With the possible exception of “The Help,” an adaptation of Kathryn Stockett’s best-selling Civil Rights era novel, no major release this summer centers on actors of color.
Lacking a Will Smith or Denzel Washington vehicle, actors of color have been consigned to supporting roles. Penelope Cruz (who is European Latina) will play lusty foil to Johnny Depp in “Pirates of the Carribbean: On Stranger Tides;” Aziz Ansari will crack wise in “30 Minutes or Less”; and Idris Elba will go toe to toe with Chris Hemsworth in “Thor.”
But by and large, it’s looking like it’ll be another monochromatic tentpole season.
“The question of whether there is a vast underrepresentation of African-Americans in film is always timely, because the answer unfortunately is yes,” L. Scott Caldwell, an African-American actress on programs such as “Lost,” told TheWrap. “While one only need look over our collective shoulder to see that we have come a long way, it is not nearly far enough.”

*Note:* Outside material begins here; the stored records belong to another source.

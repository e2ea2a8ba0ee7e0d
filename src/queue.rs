//! Bounded FIFO between the event source and the dispatcher workers.
//!
//! The queue never holds more than its capacity. Producers that can pause use
//! [`DeliveryQueue::enqueue`], which waits for space. Producers that cannot
//! pause use [`DeliveryQueue::enqueue_or_evict`], which waits a bounded time
//! and then evicts the oldest entry, counting the eviction.
//!
//! The queue also tracks *outstanding* tasks: accepted events that have not
//! yet reached a terminal outcome, including tasks currently held by a worker
//! or sleeping in a retry backoff. Draining is complete when that count is
//! zero, not merely when the buffer is empty.

use std::collections::VecDeque;
use std::sync::{Arc, Mutex, MutexGuard, PoisonError};
use std::time::Duration;

use tokio::sync::Notify;
use tracing::warn;

use crate::event::DeliveryTask;
use crate::stats::{Counter, PipelineStats};

/// Queue operation refused.
#[derive(Debug, Clone, Copy, PartialEq, Eq, thiserror::Error)]
pub enum QueueError {
    /// The queue no longer accepts new events (draining or stopped).
    #[error("delivery queue is closed")]
    Closed,
}

/// Result of a bounded-wait enqueue.
#[derive(Debug)]
pub enum EnqueueOutcome {
    /// The task was queued without loss.
    Queued,
    /// The task was queued after evicting the returned oldest task.
    Evicted(Box<DeliveryTask>),
}

#[derive(Default)]
struct State {
    tasks: VecDeque<DeliveryTask>,
    outstanding: usize,
    closed: bool,
    aborted: bool,
}

/// Bounded, closable delivery queue. See the module docs.
pub struct DeliveryQueue {
    state: Mutex<State>,
    capacity: usize,
    stats: Arc<PipelineStats>,
    not_empty: Notify,
    not_full: Notify,
    idle: Notify,
    abort: Notify,
}

impl std::fmt::Debug for DeliveryQueue {
    fn fmt(&self, f: &mut std::fmt::Formatter<'_>) -> std::fmt::Result {
        let state = self.lock();
        f.debug_struct("DeliveryQueue")
            .field("capacity", &self.capacity)
            .field("len", &state.tasks.len())
            .field("outstanding", &state.outstanding)
            .field("closed", &state.closed)
            .field("aborted", &state.aborted)
            .finish()
    }
}

impl DeliveryQueue {
    /// Create an empty queue. A zero capacity is treated as one.
    pub fn new(capacity: usize, stats: Arc<PipelineStats>) -> Self {
        Self {
            state: Mutex::new(State::default()),
            capacity: capacity.max(1),
            stats,
            not_empty: Notify::new(),
            not_full: Notify::new(),
            idle: Notify::new(),
            abort: Notify::new(),
        }
    }

    fn lock(&self) -> MutexGuard<'_, State> {
        self.state.lock().unwrap_or_else(PoisonError::into_inner)
    }

    /// Maximum number of buffered tasks.
    pub fn capacity(&self) -> usize {
        self.capacity
    }

    /// Number of buffered tasks.
    pub fn len(&self) -> usize {
        self.lock().tasks.len()
    }

    /// Whether no task is buffered.
    pub fn is_empty(&self) -> bool {
        self.lock().tasks.is_empty()
    }

    /// Accepted tasks without a terminal outcome yet.
    pub fn outstanding(&self) -> usize {
        self.lock().outstanding
    }

    /// Whether new events are refused.
    pub fn is_closed(&self) -> bool {
        self.lock().closed
    }

    /// Queue a new event, waiting while the queue is full.
    ///
    /// # Errors
    ///
    /// Returns [`QueueError::Closed`] if the queue is or becomes closed.
    pub async fn enqueue(&self, task: DeliveryTask) -> Result<(), QueueError> {
        loop {
            let notified = self.not_full.notified();
            tokio::pin!(notified);
            notified.as_mut().enable();

            {
                let mut state = self.lock();
                if state.closed || state.aborted {
                    return Err(QueueError::Closed);
                }
                if state.tasks.len() < self.capacity {
                    state.tasks.push_back(task);
                    state.outstanding = state.outstanding.saturating_add(1);
                    drop(state);
                    self.stats.record(Counter::Enqueued);
                    self.not_empty.notify_waiters();
                    return Ok(());
                }
            }

            notified.await;
        }
    }

    /// Queue a new event, evicting the oldest entry if no space frees up
    /// within `wait`.
    ///
    /// Every eviction increments [`Counter::DroppedOverflow`] and is logged.
    ///
    /// # Errors
    ///
    /// Returns [`QueueError::Closed`] if the queue is or becomes closed.
    pub async fn enqueue_or_evict(
        &self,
        task: DeliveryTask,
        wait: Duration,
    ) -> Result<EnqueueOutcome, QueueError> {
        let deadline = tokio::time::Instant::now()
            .checked_add(wait)
            .unwrap_or_else(tokio::time::Instant::now);
        loop {
            let notified = self.not_full.notified();
            tokio::pin!(notified);
            notified.as_mut().enable();

            {
                let mut state = self.lock();
                if state.closed || state.aborted {
                    return Err(QueueError::Closed);
                }
                if state.tasks.len() < self.capacity {
                    state.tasks.push_back(task);
                    state.outstanding = state.outstanding.saturating_add(1);
                    drop(state);
                    self.stats.record(Counter::Enqueued);
                    self.not_empty.notify_waiters();
                    return Ok(EnqueueOutcome::Queued);
                }
                if tokio::time::Instant::now() >= deadline {
                    // One out, one in: the outstanding count is unchanged.
                    let evicted = state.tasks.pop_front();
                    state.tasks.push_back(task);
                    drop(state);
                    self.stats.record(Counter::Enqueued);
                    self.not_empty.notify_waiters();
                    return Ok(match evicted {
                        Some(old) => {
                            self.stats.record(Counter::DroppedOverflow);
                            warn!(
                                origin_id = old.event.origin_id,
                                message_id = old.event.message_id,
                                attempt = old.attempt,
                                capacity = self.capacity,
                                "queue full, dropped oldest event"
                            );
                            EnqueueOutcome::Evicted(Box::new(old))
                        }
                        None => EnqueueOutcome::Queued,
                    });
                }
            }

            tokio::select! {
                () = &mut notified => {}
                () = tokio::time::sleep_until(deadline) => {}
            }
        }
    }

    /// Put a retried task back at the tail, waiting while the queue is full.
    ///
    /// Accepted while draining; refused only once the queue is aborted, in
    /// which case the task is handed back.
    ///
    /// # Errors
    ///
    /// Returns the task when the queue has been aborted.
    pub async fn requeue(&self, task: DeliveryTask) -> Result<(), Box<DeliveryTask>> {
        loop {
            let notified = self.not_full.notified();
            tokio::pin!(notified);
            notified.as_mut().enable();

            {
                let mut state = self.lock();
                if state.aborted {
                    return Err(Box::new(task));
                }
                if state.tasks.len() < self.capacity {
                    state.tasks.push_back(task);
                    drop(state);
                    self.not_empty.notify_waiters();
                    return Ok(());
                }
            }

            notified.await;
        }
    }

    /// Take the oldest task, waiting while the queue is empty.
    ///
    /// Returns `None` once the queue is aborted, or closed with nothing left
    /// outstanding.
    pub async fn dequeue(&self) -> Option<DeliveryTask> {
        loop {
            let notified = self.not_empty.notified();
            tokio::pin!(notified);
            notified.as_mut().enable();

            {
                let mut state = self.lock();
                if state.aborted {
                    return None;
                }
                if let Some(task) = state.tasks.pop_front() {
                    drop(state);
                    self.not_full.notify_waiters();
                    return Some(task);
                }
                if state.closed && state.outstanding == 0 {
                    return None;
                }
            }

            notified.await;
        }
    }

    /// Record that a task reached a terminal outcome.
    pub fn complete(&self) {
        let mut state = self.lock();
        state.outstanding = state.outstanding.saturating_sub(1);
        let idle = state.outstanding == 0;
        let closed = state.closed;
        drop(state);
        if idle {
            self.idle.notify_waiters();
            if closed {
                self.not_empty.notify_waiters();
            }
        }
    }

    /// Refuse new events. Buffered and in-flight tasks keep draining.
    pub fn close(&self) {
        self.lock().closed = true;
        self.not_full.notify_waiters();
        self.not_empty.notify_waiters();
        self.idle.notify_waiters();
    }

    /// Stop everything: wake all waiters and hand back the buffered tasks.
    ///
    /// Buffered tasks count as completed; callers account for them.
    pub fn abort(&self) -> Vec<DeliveryTask> {
        let mut state = self.lock();
        state.closed = true;
        state.aborted = true;
        let remaining: Vec<DeliveryTask> = state.tasks.drain(..).collect();
        state.outstanding = state.outstanding.saturating_sub(remaining.len());
        drop(state);
        self.not_full.notify_waiters();
        self.not_empty.notify_waiters();
        self.idle.notify_waiters();
        self.abort.notify_waiters();
        remaining
    }

    /// Wait until no task is outstanding.
    ///
    /// After [`abort`](Self::abort) this still waits for in-flight deliveries
    /// and pending retries to settle, which they do promptly.
    pub async fn wait_idle(&self) {
        loop {
            let notified = self.idle.notified();
            tokio::pin!(notified);
            notified.as_mut().enable();
            if self.lock().outstanding == 0 {
                return;
            }
            notified.await;
        }
    }

    /// Resolve once [`abort`](Self::abort) has been called.
    pub async fn aborted(&self) {
        loop {
            let notified = self.abort.notified();
            tokio::pin!(notified);
            notified.as_mut().enable();
            if self.lock().aborted {
                return;
            }
            notified.await;
        }
    }
}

Veering away from the tried and white has led to big box office in the past.
Tyler Perry’s “Madea” films have made more than $500 million domestically, the massive global successes of “Hancock” and “Men in Black” have made Will Smith perhaps the biggest box-office star in the world, and Smith’s son Jaden and Jackie Chan propelled “The Karate Kid” to a $359 million worldwide gross last year.
“If we relied on the studios, we’d get one film a quarter. Black folks like to go to movies more than that. We’ve got dollars to spend,” Ava DuVernay, founder of the independent distributor the African-American Film Festival Releasing Movement, told TheWrap.
The whiteout is not due to a lack of commerical muscle, industry insiders tell TheWrap, but is rather a reflection of the lack of diversity in studios’ boardrooms and executive suites.
“Part of the reason there are so few Latino actors and content about Latinos is that there is a lack of Latinos among the executive ranks.They don’t understand the audience and they don’t nurture the audience,” Moctesuma Esparza, co-chairman of Maya Entertainment, an independent studio geared at Latinos, told TheWrap. “It’s bad business, because when you look at the population under 30, the largest demographic is Latinos. We are the new mainstream.”
The dearth of films starring different ethnic actors is doubly puzzling considering that Hollywood has become fixated on the global marketplace.
One prominent Disney exectuive, for instance, told TheWrap that the studio is trying to broaden the appeal of films such as “Prom” and “Pirates 4,” by casting Asians or Latinas in prominent roles. But any improvement in terms of onscreen depictions of different ethnicities has largely taken place in the supporting realm not in the above the titles credits.
That’s an improvement from last summer, when films such as “The Last Airbender” and “Prince of Persia” were taken to task for assigning roles written as Asian or Middle Eastern and tailoring them to white actors. Whitewashing on that level is largely absent this summer. Indeed the only example of racial recasting involves Elba, who is taking the role of a Norse god portrayed in the Marvel comics as white.
Not that Elba’s casting wasn’t without controversy, with “Thor” fans loudly protesting the move.
“It’s so ridiculous,” Elba said during an event Rutgers U. last winter. “We have a man [Thor] who has a flying hammer and wears horns on his head. And yet me being an actor of African descent playing a Norse god is unbelievable? I mean, Cleopatra was played by Elizabeth Taylor, and Gandhi was played by Ben Kingsley.”
Elba’s casting aside, that kind of absurdity is not yet reflected in Hollywood’s casting department.